II. GENERAL ASPECTS OF BELLIGERENT
OCCUPATION
The definition of belligerent occupation is given in
Article 42 of the Hague Regulations:
"Territory is considered occupied when it is actually placed under the
authority of the hostile army. The occupation extends only to the
territory where such authority has been established and can be
exercised."
The US manual FM 27-10 (para 351) simply refers to that
definition. The UK manual (para 503) follows the same line by underscoring that
invading forces must have taken the place of the national authorities in the
exercise of actual control over a territory.
The sole criterion for
deciding the applicability of the law on belligerent occupation is drawn from
facts: the de facto effective control of territory by foreign armed
forces coupled with the possibility to enforce their decisions, and the de
facto absence of a national governmental authority in effective control. If
these conditions are met for a given area, the law on belligerent occupation
applies. Even though the objective of the military campaign may not be to
control territory, the sole presence of such forces in a controlling position
renders applicable the law protecting the inhabitants. The occupying power
cannot avoid its responsibilities as long as a national government is not in a
position to carry out its normal tasks.
The international legal regime on
belligerent occupation takes effect as soon as the armed forces of a foreign
power have secured effective control over a territory that is not its own. It
ends when the occupying forces have relinquished their control over that
territory.
The question may arise whether the law on occupation still
applies if new civilian authorities set up by the occupying power from among
nationals of the occupied territories are running the occupied territory's daily
affairs. The answer is affirmative, as long as the occupying forces are still
present in that territory and exercise final control over the acts of the local
authorities.
The responsibility of the occupying power does not mean
responsibility for each and every act of the local civilian administration.

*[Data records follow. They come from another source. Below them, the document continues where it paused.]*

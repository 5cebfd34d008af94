// =============================================================================
// Signal Notifier — outbound message gate
// =============================================================================
//
// Renders accepted signals for the downstream delivery channel. The veto
// here is a re-check, not a trust boundary: blocked or zero-confidence
// analyses must already have been dropped upstream, but the notifier
// refuses them again on its own typed flags.

use tracing::{info, warn};

use crate::scoring::SignalAnalysis;

#[derive(Debug, Default)]
pub struct SignalNotifier;

impl SignalNotifier {
    pub fn new() -> Self {
        Self
    }

    /// Forward an accepted signal. Returns false (and logs a warning)
    /// when the analysis is blocked or carries zero confidence.
    pub fn forward(&self, analysis: &SignalAnalysis) -> bool {
        if analysis.confidence == 0 || analysis.blocked {
            warn!(
                pair = %analysis.pair,
                confidence = analysis.confidence,
                blocked = analysis.blocked,
                "refusing to forward no-trade analysis"
            );
            return false;
        }

        let message = Self::render(analysis);
        info!(pair = %analysis.pair, "signal forwarded\n{message}");
        true
    }

    /// Plain-text rendering of an accepted signal.
    fn render(analysis: &SignalAnalysis) -> String {
        let mut lines = vec![
            format!("{} {}", analysis.pair, analysis.signal_type),
            format!("Confidence: {}%", analysis.confidence),
            format!("Entry: {:.5}", analysis.entry),
            format!("Stop: {:.5}", analysis.stop_loss),
            format!("Target: {:.5}", analysis.take_profit),
        ];
        for reason in &analysis.reasoning {
            lines.push(format!("  - {reason}"));
        }
        lines.join("\n")
    }
}

// =============================================================================
// Tests
// =============================================================================
#[cfg(test)]
mod tests {
    use super::*;
    use crate::filters::{BlockReason, FilterVerdict};
    use crate::htf::HtfAlignment;
    use crate::indicators::TechnicalSnapshot;
    use crate::types::Candle;

    fn blocked_analysis() -> SignalAnalysis {
        let candles: Vec<Candle> = (0..30)
            .map(|i| Candle {
                timestamp: i * 60_000,
                open: 1.0,
                high: 1.001,
                low: 0.999,
                close: 1.0005,
                volume: 0.0,
            })
            .collect();
        let snapshot = TechnicalSnapshot::compute(&candles);
        let verdict = FilterVerdict {
            blocked: true,
            reasons: vec![BlockReason::ExtremeOscillator],
            reasoning: vec!["BLOCKED: EXTREME RSI 98.0 outside [3, 97]".to_string()],
            confirmation_strength: 0,
            htf: HtfAlignment::Full,
        };
        SignalAnalysis::blocked("EURUSD", 1.0005, &snapshot, &verdict)
    }

    #[test]
    fn refuses_blocked_analysis() {
        let notifier = SignalNotifier::new();
        assert!(!notifier.forward(&blocked_analysis()));
    }

    #[test]
    fn refuses_zero_confidence_even_when_not_blocked() {
        let mut analysis = blocked_analysis();
        analysis.blocked = false;
        // Soft-gated results look exactly like this: unblocked, zeroed.
        let notifier = SignalNotifier::new();
        assert!(!notifier.forward(&analysis));
    }

    #[test]
    fn forwards_accepted_analysis() {
        let mut analysis = blocked_analysis();
        analysis.blocked = false;
        analysis.confidence = 85;
        analysis.block_reasons.clear();
        let notifier = SignalNotifier::new();
        assert!(notifier.forward(&analysis));
    }

    #[test]
    fn render_carries_the_essentials() {
        let mut analysis = blocked_analysis();
        analysis.blocked = false;
        analysis.confidence = 85;
        let message = SignalNotifier::render(&analysis);
        assert!(message.contains("EURUSD CALL"));
        assert!(message.contains("Confidence: 85%"));
        assert!(message.contains("Entry:"));
    }
}
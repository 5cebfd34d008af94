// =============================================================================
// Relative Strength Index (RSI) — windowed average variant
// =============================================================================
//
// Average gain and average loss are the simple means over the last `period`
// deltas (a sliding window, deliberately NOT Wilder's running smoothing —
// the window mean is the designed behaviour of this pipeline).
//
//   RS  = avg_gain / avg_loss
//   RSI = 100 - 100 / (1 + RS)

/// RSI over the last `period` price deltas.
///
/// # Edge cases
/// - Fewer than `period + 1` closes => 50.0 (neutral default)
/// - `avg_loss == 0` (no down moves in the window) => 100.0
pub fn rsi(closes: &[f64], period: usize) -> f64 {
    if period == 0 || closes.len() < period + 1 {
        return 50.0;
    }

    let window = &closes[closes.len() - period - 1..];
    let (sum_gain, sum_loss) = window.windows(2).fold((0.0_f64, 0.0_f64), |(g, l), w| {
        let delta = w[1] - w[0];
        if delta > 0.0 {
            (g + delta, l)
        } else {
            (g, l + delta.abs())
        }
    });

    let avg_gain = sum_gain / period as f64;
    let avg_loss = sum_loss / period as f64;

    if avg_loss == 0.0 {
        return 100.0;
    }

    let rs = avg_gain / avg_loss;
    100.0 - 100.0 / (1.0 + rs)
}

// =============================================================================
// Unit Tests
// =============================================================================
#[cfg(test)]
mod tests {
    use super::*;

    #[test]
    fn rsi_insufficient_data_is_neutral() {
        assert_eq!(rsi(&[], 14), 50.0);
        // 14 closes give only 13 deltas.
        let closes: Vec<f64> = (1..=14).map(|x| x as f64).collect();
        assert_eq!(rsi(&closes, 14), 50.0);
    }

    #[test]
    fn rsi_all_gains_is_100() {
        let closes: Vec<f64> = (1..=30).map(|x| x as f64).collect();
        assert!((rsi(&closes, 14) - 100.0).abs() < 1e-10);
    }

    #[test]
    fn rsi_all_losses_approaches_zero() {
        let closes: Vec<f64> = (1..=30).rev().map(|x| x as f64).collect();
        assert!(rsi(&closes, 14).abs() < 1e-10);
    }

    #[test]
    fn rsi_flat_market() {
        // No gains, no losses: avg_loss == 0 takes the 100 branch.
        let closes = vec![100.0; 30];
        assert!((rsi(&closes, 14) - 100.0).abs() < 1e-10);
    }

    #[test]
    fn rsi_balanced_moves_near_50() {
        // Alternating +1/-1 deltas: equal gain and loss mass.
        let mut closes = vec![100.0];
        for i in 1..30 {
            let last = *closes.last().unwrap();
            closes.push(if i % 2 == 0 { last + 1.0 } else { last - 1.0 });
        }
        let value = rsi(&closes, 14);
        assert!((value - 50.0).abs() < 1.0, "expected ~50, got {value}");
    }

    #[test]
    fn rsi_always_in_bounds() {
        let closes = vec![
            44.34, 44.09, 44.15, 43.61, 44.33, 44.83, 45.10, 45.42, 45.84, 46.08, 45.89, 46.03,
            44.18, 44.22, 44.57, 43.42, 42.66, 43.13, 44.01, 43.50,
        ];
        for period in [2, 5, 14] {
            let v = rsi(&closes, period);
            assert!((0.0..=100.0).contains(&v), "RSI {v} out of range");
        }
    }

    #[test]
    fn rsi_uses_window_only() {
        // A huge loss outside the window must not depress the value.
        let mut closes = vec![500.0, 100.0];
        closes.extend((1..=20).map(|i| 100.0 + i as f64));
        assert!((rsi(&closes, 14) - 100.0).abs() < 1e-10);
    }
}
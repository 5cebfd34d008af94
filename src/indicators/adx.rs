// =============================================================================
// Average Directional Index (ADX) — single-period DX variant
// =============================================================================
//
// Directional movement over the last `period` bars:
//   +DM = max(H - prevH, 0)  when it exceeds the -DM candidate
//   -DM = max(prevL - L, 0)  when it exceeds the +DM candidate
//   +DI = 100 * sum(+DM) / sum(TR)
//   -DI = 100 * sum(-DM) / sum(TR)
//   DX  = |+DI - -DI| / (+DI + -DI) * 100
//
// Note: this returns the single-period DX rather than a smoothed average of
// DX values. That is the designed behaviour of this pipeline and is kept
// as-is; a textbook ADX would further average DX over `period`.

use super::atr::true_range;
use crate::types::Candle;

/// Single-period DX over the last `period` bars, reported as the ADX value.
///
/// # Edge cases
/// - Fewer than `period + 1` candles => 25.0 (middling trend strength)
/// - Zero summed TR or zero +DI + -DI => 25.0
pub fn adx(candles: &[Candle], period: usize) -> f64 {
    if period == 0 || candles.len() < period + 1 {
        return 25.0;
    }

    let start = candles.len() - period;
    let mut sum_plus_dm = 0.0;
    let mut sum_minus_dm = 0.0;
    let mut sum_tr = 0.0;

    for i in start..candles.len() {
        let up = candles[i].high - candles[i - 1].high;
        let down = candles[i - 1].low - candles[i].low;

        if up > down && up > 0.0 {
            sum_plus_dm += up;
        }
        if down > up && down > 0.0 {
            sum_minus_dm += down;
        }

        sum_tr += true_range(&candles[i], candles[i - 1].close);
    }

    if sum_tr == 0.0 {
        return 25.0;
    }

    let plus_di = 100.0 * sum_plus_dm / sum_tr;
    let minus_di = 100.0 * sum_minus_dm / sum_tr;

    let di_sum = plus_di + minus_di;
    if di_sum == 0.0 {
        return 25.0;
    }

    (plus_di - minus_di).abs() / di_sum * 100.0
}
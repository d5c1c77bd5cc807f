//! Base plate synthesis: an oval disc with a keychain hole cut through it.
//!
//! Solid modeling is delegated to the csgrs kernel; we only place two
//! cylinders and take their boolean difference. A failed subtraction makes
//! the part unusable as a keychain, so degenerate output is a hard error.

use csgrs::mesh::Mesh as CsgMesh;
use csgrs::traits::CSG;
use std::collections::HashMap;

use keyforge_mesh::TriangleMesh;

use crate::error::{ReliefError, Result};
use crate::ReliefSettings;

/// Build the holed base solid in the extruder's coordinate frame.
///
/// The disc is a cylinder stretched into an oval footprint and centered
/// under the relief grid; the hole is a smaller cylinder near one edge,
/// one unit taller than the disc so it pierces both faces. Both cylinders
/// are centered on z = -1, matching the relief surface's z = 0 plane
/// convention.
pub fn synthesize_base(settings: &ReliefSettings) -> Result<TriangleMesh> {
    let center = settings.resolution as f64 / 2.0;
    let h = settings.base_height;
    let segments = settings.segments as usize;

    let disc = CsgMesh::<()>::cylinder(settings.base_radius, h, segments, None)
        .scale(1.0, settings.oval_stretch_y, 1.0)
        .translate(center, center, -h / 2.0 - 1.0);

    let hole_h = h + 1.0;
    let hole = CsgMesh::<()>::cylinder(settings.hole_radius, hole_h, segments, None).translate(
        center,
        center + settings.hole_offset_y,
        -hole_h / 2.0 - 1.0,
    );

    let cut = disc.difference(&hole);
    let mesh = to_triangle_mesh(&cut);

    if mesh.is_empty() {
        return Err(ReliefError::Geometry(
            "base/hole subtraction produced no geometry".into(),
        ));
    }
    let (min, max) = mesh.bounds().ok_or_else(|| {
        ReliefError::Geometry("base/hole subtraction produced no geometry".into())
    })?;
    if max[2] - min[2] < h - 1e-3 {
        return Err(ReliefError::Geometry(format!(
            "holed base lost its thickness: {:.3} < {:.3}",
            max[2] - min[2],
            h
        )));
    }

    log::debug!(
        "holed base: {} vertices, {} triangles",
        mesh.num_vertices(),
        mesh.num_triangles()
    );
    Ok(mesh)
}

/// Convert a csgrs polygon soup into an indexed [`TriangleMesh`].
///
/// Vertices are deduplicated on a quantized position key; degenerate
/// polygons (fewer than three vertices) are dropped.
fn to_triangle_mesh(csg: &CsgMesh<()>) -> TriangleMesh {
    const QUANT: f64 = 1e6;

    let mut mesh = TriangleMesh::new();
    let mut seen: HashMap<(i64, i64, i64), u32> = HashMap::new();

    for polygon in &csg.polygons {
        if polygon.vertices.len() < 3 {
            continue;
        }
        for tri in polygon.triangulate() {
            let mut idx = [0u32; 3];
            for (k, vtx) in tri.iter().enumerate() {
                let pos = vtx.pos;
                let key = (
                    (pos.x * QUANT).round() as i64,
                    (pos.y * QUANT).round() as i64,
                    (pos.z * QUANT).round() as i64,
                );
                idx[k] = *seen.entry(key).or_insert_with(|| {
                    mesh.push_vertex(pos.x as f32, pos.y as f32, pos.z as f32)
                });
            }
            if idx[0] != idx[1] && idx[1] != idx[2] && idx[2] != idx[0] {
                mesh.push_triangle(idx[0], idx[1], idx[2]);
            }
        }
    }

    mesh
}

But
if the local administration lacks, for example, the means to provide adequate
health care, it is the duty of the occupying power to take remedial action. It
cannot relinquish its basic responsibility for the well-being of the territory's
inhabitants by claiming that local authorities are in charge.
In the
language of the Fourth Geneva Convention (Article 4), civilians in occupied
territories who find themselves "in the hands of a Party to the conflict or
Occupying Power of which they are not nationals" are the "protected persons"
whose rights are included in the Convention. Their rights are inviolable and
cannot be renounced (Article 8). Any such renunciation would be null and void,
irrespective of whether the person has taken that decision of his or her own
free will or under coercion by the occupying power.
The core idea of
international law on belligerent occupation is that occupation is transitional.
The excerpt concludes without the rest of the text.